§ **Your instructions**
Please copy out every line of the listing below in which the word "added" appears.

§ **Given data**
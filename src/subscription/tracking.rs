//! Subscription tracking
//!
//! Records which remote instances subscribe to which local topics. A
//! subscription carries an optional expiry; a zero TTL means it never
//! expires. Expired entries are filtered out of `get_subscribers` rather
//! than swept eagerly.

use std::collections::HashMap;
use std::sync::{Mutex, PoisonError};
use std::time::Duration;

use async_trait::async_trait;
use chrono::{DateTime, Utc};
use serde::{Deserialize, Serialize};
use sled::{Db, Tree};
use tracing::debug;
use url::Url;

use super::TopicName;

#[derive(Debug, thiserror::Error)]
pub enum TrackingError {
    #[error("sled error: {0}")]
    Sled(#[from] sled::Error),
    #[error("serialization error: {0}")]
    Serialization(#[from] serde_json::Error),
    #[error("background task failed: {0}")]
    Task(String),
}

#[async_trait]
pub trait SubscriptionTrackingService: Send + Sync {
    /// Adds or refreshes a subscription. A zero `ttl` never expires.
    async fn add_subscription(
        &self,
        topic: &TopicName,
        subscriber: &Url,
        ttl: Duration,
    ) -> Result<(), TrackingError>;

    async fn remove_subscription(&self, topic: &TopicName, subscriber: &Url) -> Result<(), TrackingError>;

    /// Subscribers whose subscription has not expired.
    async fn get_subscribers(&self, topic: &TopicName) -> Result<Vec<Url>, TrackingError>;
}

fn expiry_for(ttl: Duration) -> Option<DateTime<Utc>> {
    if ttl.is_zero() {
        return None;
    }
    chrono::Duration::from_std(ttl).ok().map(|ttl| Utc::now() + ttl)
}

fn is_live(expires: Option<DateTime<Utc>>, now: DateTime<Utc>) -> bool {
    expires.is_none_or(|expires| expires > now)
}

/// A topic and its subscribers, each with an optional expiry.
#[derive(Debug, Default)]
struct Topic {
    subscribers: HashMap<Url, Option<DateTime<Utc>>>,
}

impl Topic {
    fn subscribe(&mut self, subscriber: Url, expires: Option<DateTime<Utc>>) {
        self.subscribers.insert(subscriber, expires);
    }

    fn unsubscribe(&mut self, subscriber: &Url) {
        self.subscribers.remove(subscriber);
    }

    /// Drops expired subscribers and returns the rest.
    fn live_subscribers(&mut self, now: DateTime<Utc>) -> Vec<Url> {
        self.subscribers.retain(|_, expires| is_live(*expires, now));
        let mut live: Vec<Url> = self.subscribers.keys().cloned().collect();
        live.sort();
        live
    }
}

#[derive(Debug, Default)]
pub struct InMemorySubscriptionTracking {
    topics: Mutex<HashMap<TopicName, Topic>>,
}

impl InMemorySubscriptionTracking {
    pub fn new() -> Self {
        Self::default()
    }
}

#[async_trait]
impl SubscriptionTrackingService for InMemorySubscriptionTracking {
    async fn add_subscription(
        &self,
        topic: &TopicName,
        subscriber: &Url,
        ttl: Duration,
    ) -> Result<(), TrackingError> {
        let mut topics = self.topics.lock().unwrap_or_else(PoisonError::into_inner);
        topics
            .entry(topic.clone())
            .or_default()
            .subscribe(subscriber.clone(), expiry_for(ttl));
        debug!(topic = %topic, subscriber = %subscriber, "Subscription added");
        Ok(())
    }

    async fn remove_subscription(&self, topic: &TopicName, subscriber: &Url) -> Result<(), TrackingError> {
        let mut topics = self.topics.lock().unwrap_or_else(PoisonError::into_inner);
        if let Some(entry) = topics.get_mut(topic) {
            entry.unsubscribe(subscriber);
            if entry.subscribers.is_empty() {
                topics.remove(topic);
            }
        }
        Ok(())
    }

    async fn get_subscribers(&self, topic: &TopicName) -> Result<Vec<Url>, TrackingError> {
        let mut topics = self.topics.lock().unwrap_or_else(PoisonError::into_inner);
        let Some(entry) = topics.get_mut(topic) else {
            return Ok(Vec::new());
        };
        let live = entry.live_subscribers(Utc::now());
        if live.is_empty() {
            topics.remove(topic);
        }
        Ok(live)
    }
}

#[derive(Serialize, Deserialize, Debug)]
struct StoredSubscription {
    expires: Option<DateTime<Utc>>,
}

/// Subscription tracker persisted in a sled tree per topic, keyed by
/// subscriber URI.
#[derive(Clone)]
pub struct SledSubscriptionTracking {
    db: Db,
}

impl SledSubscriptionTracking {
    pub fn open(path: &str) -> Result<Self, TrackingError> {
        Ok(Self::from_db(sled::open(path)?))
    }

    pub fn from_db(db: Db) -> Self {
        Self { db }
    }

    fn tree(&self, topic: &TopicName) -> Result<Tree, TrackingError> {
        Ok(self.db.open_tree(format!("subscriptions/{topic}"))?)
    }
}

async fn blocking<T, F>(f: F) -> Result<T, TrackingError>
where
    F: FnOnce() -> Result<T, TrackingError> + Send + 'static,
    T: Send + 'static,
{
    tokio::task::spawn_blocking(f)
        .await
        .map_err(|e| TrackingError::Task(e.to_string()))?
}

#[async_trait]
impl SubscriptionTrackingService for SledSubscriptionTracking {
    async fn add_subscription(
        &self,
        topic: &TopicName,
        subscriber: &Url,
        ttl: Duration,
    ) -> Result<(), TrackingError> {
        let tracker = self.clone();
        let topic = topic.clone();
        let subscriber = subscriber.clone();
        blocking(move || {
            let tree = tracker.tree(&topic)?;
            let record = StoredSubscription {
                expires: expiry_for(ttl),
            };
            tree.insert(subscriber.as_str().as_bytes(), serde_json::to_vec(&record)?)?;
            tree.flush()?;
            debug!(topic = %topic, subscriber = %subscriber, "Subscription added");
            Ok(())
        })
        .await
    }

    async fn remove_subscription(&self, topic: &TopicName, subscriber: &Url) -> Result<(), TrackingError> {
        let tracker = self.clone();
        let topic = topic.clone();
        let subscriber = subscriber.clone();
        blocking(move || {
            let tree = tracker.tree(&topic)?;
            tree.remove(subscriber.as_str().as_bytes())?;
            tree.flush()?;
            Ok(())
        })
        .await
    }

    async fn get_subscribers(&self, topic: &TopicName) -> Result<Vec<Url>, TrackingError> {
        let tracker = self.clone();
        let topic = topic.clone();
        blocking(move || {
            let tree = tracker.tree(&topic)?;
            let now = Utc::now();
            let mut subscribers = Vec::new();
            let mut expired = Vec::new();
            for entry in tree.iter() {
                let (key, value) = entry?;
                let record: StoredSubscription = serde_json::from_slice(&value)?;
                if !is_live(record.expires, now) {
                    expired.push((key, value));
                    continue;
                }
                // Keys are written from `Url::as_str`, so anything unparsable
                // was not written by this tracker.
                match std::str::from_utf8(&key).ok().and_then(|s| Url::parse(s).ok()) {
                    Some(subscriber) => subscribers.push(subscriber),
                    None => debug!(topic = %topic, "Skipping unreadable subscriber key"),
                }
            }
            // A renewal that lands between the scan and the removal keeps its entry.
            for (key, value) in &expired {
                let _ = tree.compare_and_swap(key, Some(value), None as Option<&[u8]>)?;
            }
            if !expired.is_empty() {
                debug!(topic = %topic, "Removed {} expired subscription(s)", expired.len());
            }
            Ok(subscribers)
        })
        .await
    }
}

impl std::fmt::Debug for SledSubscriptionTracking {
    fn fmt(&self, f: &mut std::fmt::Formatter<'_>) -> std::fmt::Result {
        f.debug_struct("SledSubscriptionTracking")
            .field("db", &"sled::Db")
            .finish()
    }
}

§ **Exercise result**
        debug!(topic = %topic, subscriber = %subscriber, "Subscription added");
            debug!(topic = %topic, subscriber = %subscriber, "Subscription added");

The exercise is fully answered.